Globally, one in eight people live in slums where they face issues of durable housing, access to safe drinking water and toilets, and insecure tenure. In India, one in every six city residents lives in a slum.
However, estimates of slum populations differ widely in many Indian cities due to differences in the counting criteria. For example, in cities like Mumbai and Delhi, it’s estimated more than 50% of the population live in slums, but the 2011 Indian Census put the figures at 41.3% and 14.6% respectively.
Launching the national Smart Cities Mission in 2016, Indian Prime Minister Narendra Modi said: “… if anything has the potential to mitigate poverty it is our cities”. He said the mission, which has a target of 100 smart cities, aims to ensure access to basic services for the people. This includes houses for the urban poor.
The program aims to fulfil the aspirations and needs of the citizens through comprehensive development of institutional, physical, social and economic infrastructure. This comprehensive development would also ensure increased public participation, Modi said.
Smart city plan has a dark side
In one of the 100 cities selected for the Smart City Mission, Patna (Bihar), I witnessed the flip side of the smart city. Patna, the state capital of Bihar, has a rich history, but 63% of its population lives in slums. And 93% of them are from the historically oppressed “scheduled castes” and “other backward castes” (based on data collected in 42 slums).
The city administration often demolishes slums without following due process of law in order to seize the land in the name of beautification and development of Patna.
In slums like Meena Bazar (near the famous Nalanda Medical College Hospital) and Amu Kuda Basti (near Patna Airport) people have been living there for generations in houses often partially funded by government housing projects.

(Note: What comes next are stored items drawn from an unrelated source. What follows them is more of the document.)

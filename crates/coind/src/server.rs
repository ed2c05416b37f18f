//! The dispatch task: owns all controller state and handles one
//! [`CoinEvent`] at a time.

use serde_json::{json, Map, Value};
use std::time::Instant;
use tracing::{debug, error, field, info, instrument, warn};

use crate::bonding::{self, BondingDriver};
use crate::config::{CoindConfig, OperatingMode};
use crate::context::Services;
use crate::default_policy::DefaultPolicy;
use crate::error::Result;
use crate::event::{CoinEvent, ComponentId, Dispatcher, EventKind, EventReceiver, Notification};
use crate::nat::{NatDriver, NatSettings};
use crate::state::{CoinConfig, MODE_KEY};
use crate::switch_state;

const FEATURE_CACHE_SUBSCRIPTIONS: &[EventKind] = &[
    EventKind::FeaturesReceived,
    EventKind::PortStatusChanged,
    EventKind::SwitchLeft,
];

pub struct CoinServer {
    config: CoinConfig,
    settings: CoindConfig,
    services: Services,
    dispatcher: Dispatcher,
    bonding: BondingDriver,
    nat: NatDriver,
}

impl CoinServer {
    pub fn new(settings: CoindConfig, services: Services) -> Result<Self> {
        let mut dispatcher = Dispatcher::new();
        dispatcher.register(ComponentId::FeatureCache, FEATURE_CACHE_SUBSCRIPTIONS);
        dispatcher.register(ComponentId::DefaultPolicy, DefaultPolicy::SUBSCRIPTIONS);
        match settings.mode.name {
            OperatingMode::Bonding => {
                dispatcher.register(ComponentId::Bonding, BondingDriver::SUBSCRIPTIONS)
            }
            OperatingMode::Nat => dispatcher.register(ComponentId::Nat, NatDriver::SUBSCRIPTIONS),
        }

        Ok(Self {
            config: CoinConfig::new(),
            bonding: BondingDriver::new(&settings.fabric.datapath),
            nat: NatDriver::new(NatSettings::from_config(&settings)?),
            settings,
            services,
            dispatcher,
        })
    }

    pub fn config(&self) -> &CoinConfig {
        &self.config
    }

    pub fn services(&self) -> &Services {
        &self.services
    }

    pub fn bonding(&self) -> &BondingDriver {
        &self.bonding
    }

    pub fn nat(&self) -> &NatDriver {
        &self.nat
    }

    pub fn mode(&self) -> OperatingMode {
        self.settings.mode.name
    }

    /// Creates the datapath and brings up the configured mode.
    pub async fn start(&mut self) -> Result<()> {
        let datapath = self.settings.fabric.datapath.clone();
        if self.settings.fabric.create_datapath {
            self.services.fabric.add_dp(&datapath).await?;
        }

        let mode = self.settings.mode.name;
        if mode == OperatingMode::Nat {
            let interfaces = self.settings.nat.interfaces.clone();
            let mut ctx = self.services.context();
            self.nat.setup(&interfaces, &mut ctx).await?;
        }
        self.config.set(MODE_KEY, mode.description());
        info!(mode = %mode, datapath = %datapath, "Controller started");
        Ok(())
    }

    /// Handles events until the channel closes or `Shutdown` arrives.
    pub async fn run(&mut self, mut events: EventReceiver) {
        while let Some(event) = events.recv().await {
            if !self.handle_event(event).await {
                break;
            }
        }
        self.shutdown().await;
    }

    /// Handles one event; returns false once the server should stop.
    pub async fn handle_event(&mut self, event: CoinEvent) -> bool {
        match event {
            CoinEvent::SessionOpened { session, outbound } => {
                if let Err(e) = self
                    .services
                    .registry
                    .open(session, outbound, Instant::now())
                {
                    warn!(session, error = %e, "Failed to greet switch");
                }
            }
            CoinEvent::SessionFrame { session, frame } => {
                let notifications = self
                    .services
                    .registry
                    .on_frame(session, &frame, Instant::now());
                for notification in notifications {
                    self.notify(notification).await;
                }
            }
            CoinEvent::SessionClosed { session } => {
                if let Some(notification) = self.services.registry.close(session) {
                    self.notify(notification).await;
                }
            }
            CoinEvent::Control { request, reply } => {
                let response = self.handle_control(&request).await;
                if reply.send(response).is_err() {
                    debug!("Control client left before the reply");
                }
            }
            CoinEvent::Probe(task) => {
                let mut ctx = self.services.context();
                let outcome = self.nat.handle_probe(task, &mut ctx).await;
                debug!(?outcome, "Probe handled");
            }
            CoinEvent::EchoTick => self.echo_tick().await,
            CoinEvent::Shutdown => return false,
        }
        true
    }

    async fn echo_tick(&mut self) {
        let timeout = self.settings.echo_timeout();
        for session in self.services.registry.stale_sessions(Instant::now(), timeout) {
            warn!(session, "Switch silent for too long, closing");
            if let Some(notification) = self.services.registry.close(session) {
                self.notify(notification).await;
            }
        }
        self.services.registry.send_echo_requests();
    }

    /// Hands `notification` to every subscribed component.
    #[instrument(skip(self, notification), fields(kind = ?notification.kind(), session = notification.session()))]
    async fn notify(&mut self, notification: Notification) {
        let targets = self.dispatcher.targets(notification.kind()).to_vec();
        for target in targets {
            if let Err(e) = self.deliver(target, &notification).await {
                warn!(component = ?target, error = %e, "Notification handling failed");
            }
        }
    }

    async fn deliver(&mut self, target: ComponentId, notification: &Notification) -> Result<()> {
        let store = self.services.store.as_ref();
        match (target, notification) {
            (ComponentId::FeatureCache, Notification::SwitchLeft { session, .. }) => {
                switch_state::forget_features(store, *session).await?;
            }
            (ComponentId::FeatureCache, _) => {
                let session = notification.session();
                let snapshot = self
                    .services
                    .registry
                    .switch(session)
                    .and_then(|s| s.snapshot());
                if let Some(snapshot) = snapshot {
                    switch_state::publish_features(store, session, &snapshot).await?;
                }
            }
            (ComponentId::DefaultPolicy, Notification::FeaturesReceived { session, .. }) => {
                self.services
                    .policy
                    .install(&self.services.registry, *session)?;
            }
            (ComponentId::DefaultPolicy, Notification::PacketIn { session, packet }) => {
                self.services
                    .policy
                    .drop_flow(&self.services.registry, *session, packet)?;
            }
            (ComponentId::Nat, _) => {
                let mut ctx = self.services.context();
                self.nat.on_notification(notification, &mut ctx).await?;
            }
            (component, _) => {
                debug!(?component, "Nothing to do for notification");
            }
        }
        Ok(())
    }

    /// Handles one control request; `None` means no reply is sent.
    #[instrument(skip(self, request), fields(subtype = field::Empty, command = field::Empty))]
    pub async fn handle_control(&mut self, request: &Value) -> Option<Value> {
        if request.get("type").and_then(Value::as_str) != Some("coin") {
            debug!(%request, "Ignoring non-COIN message");
            return None;
        }
        let subtype = request.get("subtype").and_then(Value::as_str).unwrap_or("");
        let command = request.get("command").and_then(Value::as_str).unwrap_or("");
        tracing::Span::current()
            .record("subtype", subtype)
            .record("command", command);

        match subtype {
            "global" => self.handle_global(command).await,
            "loif" => self.handle_loif(command, request).await,
            "ovs" => Some(self.handle_ovs(command, request).await),
            bonding::SUBTYPE => {
                let mut ctx = self.services.context();
                Some(self.bonding.handle_command(request, &mut ctx).await)
            }
            other => {
                debug!(subtype = other, "Unknown subtype");
                None
            }
        }
    }

    async fn handle_global(&mut self, command: &str) -> Option<Value> {
        let mut reply = reply_header("global");
        match command {
            "get_mode" => {
                reply.insert("mode".to_string(), json!(self.config.mode()));
            }
            "get_eth_interfaces" | "get_interfaces" => {
                let interfaces = match self.services.intf.snapshot().await {
                    Ok(snapshot) => json!(snapshot),
                    Err(e) => {
                        error!(error = %e, "Failed to list interfaces");
                        json!(e.to_string())
                    }
                };
                reply.insert("interfaces".to_string(), interfaces);
            }
            other => {
                debug!(command = other, "Unknown global command");
                return None;
            }
        }
        Some(Value::Object(reply))
    }

    async fn handle_loif(&mut self, command: &str, request: &Value) -> Option<Value> {
        if !matches!(command, "create_lo_intf" | "dhclient") {
            debug!(command, "Unknown loif command");
            return None;
        }
        let mut reply = reply_header("loif");
        let Some(name) = request.get("name").and_then(Value::as_str) else {
            reply.insert("status".to_string(), json!("Missing field name"));
            return Some(Value::Object(reply));
        };

        match command {
            "create_lo_intf" => match self.add_loif(name).await {
                Ok((switch_intf, client_intf)) => {
                    reply.insert("switch_intf".to_string(), json!(switch_intf));
                    reply.insert("client_intf".to_string(), json!(client_intf));
                }
                Err(e) => {
                    reply.insert("status".to_string(), json!(e.to_string()));
                }
            },
            "dhclient" => {
                let mut ctx = self.services.context();
                let result = match self.nat.dhclient_mirror(name, &mut ctx).await {
                    Ok(result) => result.to_string(),
                    Err(e) => e.to_string(),
                };
                reply.insert("dhclient result".to_string(), json!(result));
            }
            _ => return None,
        }
        Some(Value::Object(reply))
    }

    async fn add_loif(&mut self, name: &str) -> Result<(String, String)> {
        let loif = self
            .services
            .loifs
            .add(name, self.services.intf.as_ref())
            .await?;
        self.services
            .fabric
            .add_if(&self.settings.fabric.datapath, &loif.switch_intf)
            .await?;
        Ok((loif.switch_intf, loif.client_intf))
    }

    async fn handle_ovs(&mut self, command: &str, request: &Value) -> Value {
        let mut reply = reply_header("ovs");
        let name = request.get("name").and_then(Value::as_str);
        let result = match (command, name) {
            ("add_dp", Some(name)) => self.services.fabric.add_dp(name).await.map(|_| ()),
            ("del_dp", Some(name)) => self.services.fabric.del_dp(name).await.map(|_| ()),
            ("add_dp" | "del_dp", None) => {
                reply.insert("status".to_string(), json!("Missing field name"));
                return Value::Object(reply);
            }
            _ => {
                reply.insert("error".to_string(), json!("Unknown command"));
                return Value::Object(reply);
            }
        };
        match result {
            Ok(()) => {
                reply.insert("executed".to_string(), json!(true));
            }
            Err(e) => {
                warn!(command, error = %e, "Datapath command failed");
                reply.insert("executed".to_string(), json!(false));
                reply.insert("status".to_string(), json!(e.to_string()));
            }
        }
        Value::Object(reply)
    }

    /// Cancels outstanding probes and removes the datapaths this process
    /// created.
    pub async fn shutdown(&mut self) {
        info!("Shutting down");
        self.nat.shutdown();
        self.services.fabric.cleanup().await;
    }
}

fn reply_header(subtype: &str) -> Map<String, Value> {
    let mut reply = Map::new();
    reply.insert("type".to_string(), json!("coin"));
    reply.insert("subtype".to_string(), json!(subtype));
    reply
}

These have been bulldozed.
The city administration usually makes ad-hoc loudspeaker announcements before bulldozing these settlements. A massive police presence and riot vehicles are on hand in case residents protest the demolitions. They use derogatory language and forcefully enter houses and thrash male members, say women in Amu Kuda Basti.
The government could have given them more time or relocated them elsewhere in the city, rather than just bulldozing their houses, which they had built with hard-earned money, the slum dwellers said.
There is apparently reason to smash these homes. There always is. The usual arguments for demolition include: beautification of the city, construction of a government building or enterprise, extension of the airport, crime locations, governance, illegality, encroachment etc. The state says demolitions of such slums are necessary for the development of the city.
In 2011, the state proposed a slum policy to relocate slum dwellers who had lived in the city for generations to the outskirts in a plan to develop Patna and make it a smart city, says Kishori Das, an advocate for the rights of slum dwellers for years. Faced with widespread protests, the state deferred the policy, but it is silently applying it on the ground, he said.
Who speaks for the marginalised poor?
Local and mainstream media are not reporting these demolitions and forced evictions, especially when it happens in non-metro cities like Patna. Civil society and advocacy NGOs also take little notice of these frequent demolitions, probably due to threats to life and, if not, then to co-option by the state. The roles of the ruling party and opposition are also dubious.
Bihar has been ruled by leaders who attracted votes by campaigning on issues of poverty, caste and social justice for the past three decades. In the early 1990s, the prominent leader Lalu Prasad Yadav mobilised the poor and the oppressed caste groups under the umbrella of “Vikas nahin, samman chahiye” (we want dignity, not development). The present chief minister, Nitish Kumar, also known as Sushaasan Babu (good governance man), adopted the slogan “Nyay ke saath vikas” (development with justice).
However, the frequent injustices suffered by the urban poor negate the political commitment. These actions are also in conflict with the motto of the Indian Constitution, which frames justice as a balancing wheel between the haves and have-nots.
These challenges are not limited to one city. In the name of smart and developed cities, the government is not only taking over urban land where millions of the poor have lived for decades but is also acquiring fertile land and violating the constitutional rights of farmers, tribes and other indigenous groups in various cities.
These reports of struggle and forced evictions contradict the statements by Modi when he said smart cities development would strictly follow large-scale public participation in preparing these plans.
Such demolitions reveal a dark side to making Indian cities smart and cast serious doubt on claimed government commitment to the urban poor. These actions hardly live up to the idea of the rights of the poor. It became more challenging when the head of the biggest democracy in the world denounces those who speak up for the poor, oppressed and voiceless as “urban Naxals”.
In the words of Abraham Lincoln, democracy is “government of the people, by the people, for the people”. For India, this means the urban poor need help both from political parties and civil society so that their voice finds expression and their demands and concerns are heard and considered in public policy.